If the
Hagen Quartett was a band, it would be Metallica. The naked brutality of its attack, the blazing virtuosity of its technique, and the concentrated intensity of its performances are interpretative strategies both ensembles advocate. In any repertoire from
Haydn to
Schubert to
Janácek, the
Hagen is inexorable and unrelenting, but in
Shostakovich it is unbearable and overwhelming. The
Hagen's 1995 recording of the Soviet master's Fourth, Eleventh, and Fourteenth quartets was a coup de maître of musical slash and burn, and this 2006 recording of the Third, Seventh, and Eighth quartets is a chef de oeuvre of sheer terror. Showing compassion only for the hopeless yearning of the Seventh's ghostly waltz and endless grief of the Eighth's shattered finale, the
Hagen mercilessly assaults sonorities, push rhythms recklessly, and force tempos relentlessly, as if
Shostakovich wrote not socialist realist music but the darkest death metal music.
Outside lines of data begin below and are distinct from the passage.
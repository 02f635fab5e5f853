//! The archive engine: lifecycle, mutation, extraction, and verification.
//!
//! [`Archive`] is the top-level state machine. A fresh value is closed;
//! [`create`](Archive::create) opens it empty and [`open`](Archive::open)
//! loads an existing file whole into memory. Mutations mark the archive
//! dirty; [`save`](Archive::save) persists atomically and clears the dirty
//! state; [`close`](Archive::close) auto-saves a dirty archive.
//!
//! One `Archive` must not be mutated from multiple threads; callers
//! serialize access externally. All operations are blocking and return when
//! complete, invoking the optional progress callback between entries.

mod add;
mod entry;
mod extract;
mod locking;
mod options;
mod query;
mod remove;
mod verify;

pub use entry::{Entry, Payload};
pub use options::{AddOptions, AddResult, ArchiveStats, ExtractOptions, ExtractResult, ListOptions};

use std::fs;
use std::io::Write;
use std::path::{Path, PathBuf};

use crate::crypto::{KeyMaterial, Password};
use crate::format::{self, ArchiveFlags, GlobalHeader};
use crate::hash;
use crate::progress::ProgressFn;
use crate::{Error, Result};

/// A VARC archive held in memory.
///
/// # Example
///
/// ```no_run
/// use varc::{AddOptions, Archive, Result};
///
/// fn build() -> Result<()> {
///     let mut archive = Archive::new();
///     archive.create("backup.varc")?;
///     archive.add_bytes("hello.txt", b"Hello, world!\n".to_vec(), &AddOptions::default())?;
///     archive.save(None)?;
///     Ok(())
/// }
/// ```
pub struct Archive {
    path: Option<PathBuf>,
    header: GlobalHeader,
    entries: Vec<Entry>,
    modified: bool,
    is_open: bool,
    key_material: Option<KeyMaterial>,
    progress: Option<ProgressFn>,
}

impl Archive {
    /// Creates a closed archive handle.
    pub fn new() -> Self {
        Self {
            path: None,
            header: GlobalHeader::new(),
            entries: Vec::new(),
            modified: false,
            is_open: false,
            key_material: None,
            progress: None,
        }
    }

    /// Opens this handle as a fresh, empty archive at `path`.
    ///
    /// No file is written until [`save`](Archive::save).
    ///
    /// # Errors
    ///
    /// Returns [`Error::AlreadyOpen`] if the handle already holds an open
    /// archive.
    pub fn create(&mut self, path: impl AsRef<Path>) -> Result<()> {
        if self.is_open {
            return Err(Error::AlreadyOpen);
        }
        self.path = Some(path.as_ref().to_path_buf());
        self.header = GlobalHeader::new();
        self.entries.clear();
        self.key_material = None;
        self.modified = false;
        self.is_open = true;
        Ok(())
    }

    /// Reads and parses an archive file whole into memory.
    ///
    /// Encrypted archives require `password`; the password is validated
    /// against the first entry's digest. Entry payloads are kept in their
    /// stored form and are not eagerly decrypted or decompressed.
    ///
    /// # Errors
    ///
    /// [`Error::AlreadyOpen`] on handle misuse, any codec error for
    /// malformed bytes, [`Error::PasswordRequired`] when an encrypted
    /// archive is opened without a password, and [`Error::WrongPassword`]
    /// when the supplied password fails validation.
    pub fn open(&mut self, path: impl AsRef<Path>, password: Option<&Password>) -> Result<()> {
        if self.is_open {
            return Err(Error::AlreadyOpen);
        }
        let path = path.as_ref();
        let bytes = fs::read(path)?;
        let (header, records) = format::read_archive(&bytes)?;

        let mut entries = Vec::with_capacity(records.len());
        for (index, record) in records.into_iter().enumerate() {
            entries.push(Entry::from_record(record, index)?);
        }
        Self::check_invariants(&header, &entries)?;

        let key_material = if header.is_encrypted() {
            let password = password.ok_or(Error::PasswordRequired)?;
            let material = KeyMaterial::from_password(password, header.salt, header.iv)?;
            Self::validate_password(&material, &entries)?;
            Some(material)
        } else {
            None
        };

        self.path = Some(path.to_path_buf());
        self.header = header;
        self.entries = entries;
        self.key_material = key_material;
        self.modified = false;
        self.is_open = true;
        Ok(())
    }

    /// Persists the archive, then releases all state.
    ///
    /// A dirty archive is saved to its current path first. Closing a closed
    /// handle is a no-op.
    pub fn close(&mut self) -> Result<()> {
        if !self.is_open {
            return Ok(());
        }
        if self.modified {
            self.save(None)?;
        }
        self.path = None;
        self.header = GlobalHeader::new();
        self.entries.clear();
        self.key_material = None;
        self.modified = false;
        self.is_open = false;
        Ok(())
    }

    /// Serializes the archive and writes it atomically.
    ///
    /// The bytes are written to a sibling temporary file which is then
    /// renamed over the target; the rename is the commit point. With
    /// `path = None` the archive's current path is used; with a new path
    /// the archive is re-homed there.
    pub fn save(&mut self, path: Option<&Path>) -> Result<()> {
        self.require_open()?;
        let target = match path {
            Some(p) => p.to_path_buf(),
            None => self.path.clone().ok_or(Error::NotOpen)?,
        };

        self.refresh_header();
        let records: Vec<_> = self.entries.iter().map(Entry::to_record).collect();
        let bytes = format::write_archive(&self.header, &records);

        let dir = match target.parent() {
            Some(parent) if !parent.as_os_str().is_empty() => parent,
            _ => Path::new("."),
        };
        let mut temp = tempfile::NamedTempFile::new_in(dir)?;
        temp.write_all(&bytes)?;
        temp.persist(&target).map_err(|e| Error::Io(e.error))?;

        self.path = Some(target);
        self.modified = false;
        Ok(())
    }

    /// Returns true if the handle holds an open archive.
    pub fn is_open(&self) -> bool {
        self.is_open
    }

    /// Returns true if the archive has unsaved mutations.
    pub fn is_modified(&self) -> bool {
        self.modified
    }

    /// Returns true if the archive is encrypted.
    pub fn is_encrypted(&self) -> bool {
        self.header.is_encrypted()
    }

    /// Returns the archive's on-disk location, if open.
    pub fn file_path(&self) -> Option<&Path> {
        self.path.as_deref()
    }

    /// Returns the global header.
    pub fn header(&self) -> &GlobalHeader {
        &self.header
    }

    /// Returns the entries in stored order.
    pub fn entries(&self) -> &[Entry] {
        &self.entries
    }

    /// Returns the number of entries.
    pub fn len(&self) -> usize {
        self.entries.len()
    }

    /// Returns true if the archive has no entries.
    pub fn is_empty(&self) -> bool {
        self.entries.is_empty()
    }

    /// Installs a progress callback, invoked between entries during bulk
    /// operations with `(current, total, bytes_done, bytes_total, path)`.
    pub fn set_progress_callback(&mut self, callback: ProgressFn) {
        self.progress = Some(callback);
    }

    /// Removes the progress callback.
    pub fn clear_progress_callback(&mut self) {
        self.progress = None;
    }

    pub(crate) fn require_open(&self) -> Result<()> {
        if self.is_open {
            Ok(())
        } else {
            Err(Error::NotOpen)
        }
    }

    /// Recomputes the derived header fields before serialization:
    /// `file_count` mirrors the entry list and the archive `COMPRESSED`
    /// flag is set iff any entry is compressed.
    fn refresh_header(&mut self) {
        self.header.file_count = self.entries.len() as u32;
        let any_compressed = self.entries.iter().any(Entry::is_compressed);
        self.header.flags.set(ArchiveFlags::COMPRESSED, any_compressed);
    }

    /// Checks the header/entry flag invariants on a parsed archive: the
    /// archive `ENCRYPTED` flag must agree with every entry, and the
    /// archive `COMPRESSED` flag must agree with the disjunction over
    /// entries.
    fn check_invariants(header: &GlobalHeader, entries: &[Entry]) -> Result<()> {
        for (index, entry) in entries.iter().enumerate() {
            if header.is_encrypted() != entry.is_encrypted() {
                let reason = if header.is_encrypted() {
                    "archive is encrypted but entry is not"
                } else {
                    "entry is encrypted but archive is not"
                };
                return Err(Error::invalid_entry(index, reason));
            }
        }
        let any_compressed = entries.iter().any(Entry::is_compressed);
        if header.is_compressed() != any_compressed {
            return Err(Error::invalid_entry(
                0,
                "archive compressed flag disagrees with entries",
            ));
        }
        Ok(())
    }

    /// Confirms a password by reconstructing the first entry's plaintext
    /// and checking its digest. An encrypted archive with no entries
    /// accepts any password.
    fn validate_password(material: &KeyMaterial, entries: &[Entry]) -> Result<()> {
        let Some(first) = entries.first() else {
            return Ok(());
        };
        let cipher = material.cipher();
        match extract::reconstruct_payload(first, Some(&cipher)) {
            Ok(plain) if hash::equals_ct(&hash::digest(&plain), first.digest()) => Ok(()),
            Ok(_) | Err(_) => Err(Error::WrongPassword),
        }
    }

    pub(crate) fn emit_progress(
        progress: &mut Option<ProgressFn>,
        current: u64,
        total: u64,
        bytes_done: u64,
        bytes_total: u64,
        path: &str,
    ) {
        if let Some(callback) = progress.as_mut() {
            callback(current, total, bytes_done, bytes_total, path);
        }
    }
}

impl Default for Archive {
    fn default() -> Self {
        Self::new()
    }
}

impl std::fmt::Debug for Archive {
    fn fmt(&self, f: &mut std::fmt::Formatter<'_>) -> std::fmt::Result {
        f.debug_struct("Archive")
            .field("path", &self.path)
            .field("entries", &self.entries.len())
            .field("modified", &self.modified)
            .field("is_open", &self.is_open)
            .field("encrypted", &self.header.is_encrypted())
            .finish_non_exhaustive()
    }
}

#[cfg(test)]
mod tests {
    use super::*;

    #[test]
    fn test_new_is_closed() {
        let archive = Archive::new();
        assert!(!archive.is_open());
        assert!(!archive.is_modified());
        assert!(archive.is_empty());
    }

    #[test]
    fn test_operations_require_open() {
        let mut archive = Archive::new();
        assert!(matches!(archive.save(None).unwrap_err(), Error::NotOpen));
        assert!(matches!(
            archive
                .add_bytes("a", vec![], &AddOptions::default())
                .unwrap_err(),
            Error::NotOpen
        ));
    }

    #[test]
    fn test_create_twice_fails() {
        let mut archive = Archive::new();
        archive.create("/tmp/x.varc").unwrap();
        assert!(matches!(
            archive.create("/tmp/y.varc").unwrap_err(),
            Error::AlreadyOpen
        ));
    }

    #[test]
    fn test_create_is_not_dirty() {
        let mut archive = Archive::new();
        archive.create("/tmp/x.varc").unwrap();
        assert!(archive.is_open());
        assert!(!archive.is_modified());
        assert_eq!(archive.len(), 0);
        assert_eq!(archive.header().file_count, 0);
    }

    #[test]
    fn test_close_closed_handle_is_noop() {
        let mut archive = Archive::new();
        archive.close().unwrap();
        assert!(!archive.is_open());
    }

    #[test]
    fn test_open_missing_file() {
        let mut archive = Archive::new();
        assert!(matches!(
            archive.open("/nonexistent/path.varc", None).unwrap_err(),
            Error::Io(_)
        ));
    }
}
Although this approach might not work for every listener -- those for whom only Soviet despair does the trick need not apply -- even the most faithful party apparatchik will have to admit the
Hagen has found a convincing alternative approach to
Shostakovich's music -- pure, unmitigated fury. Deutsche Grammophon's digital sound is vivid, hard, and deep.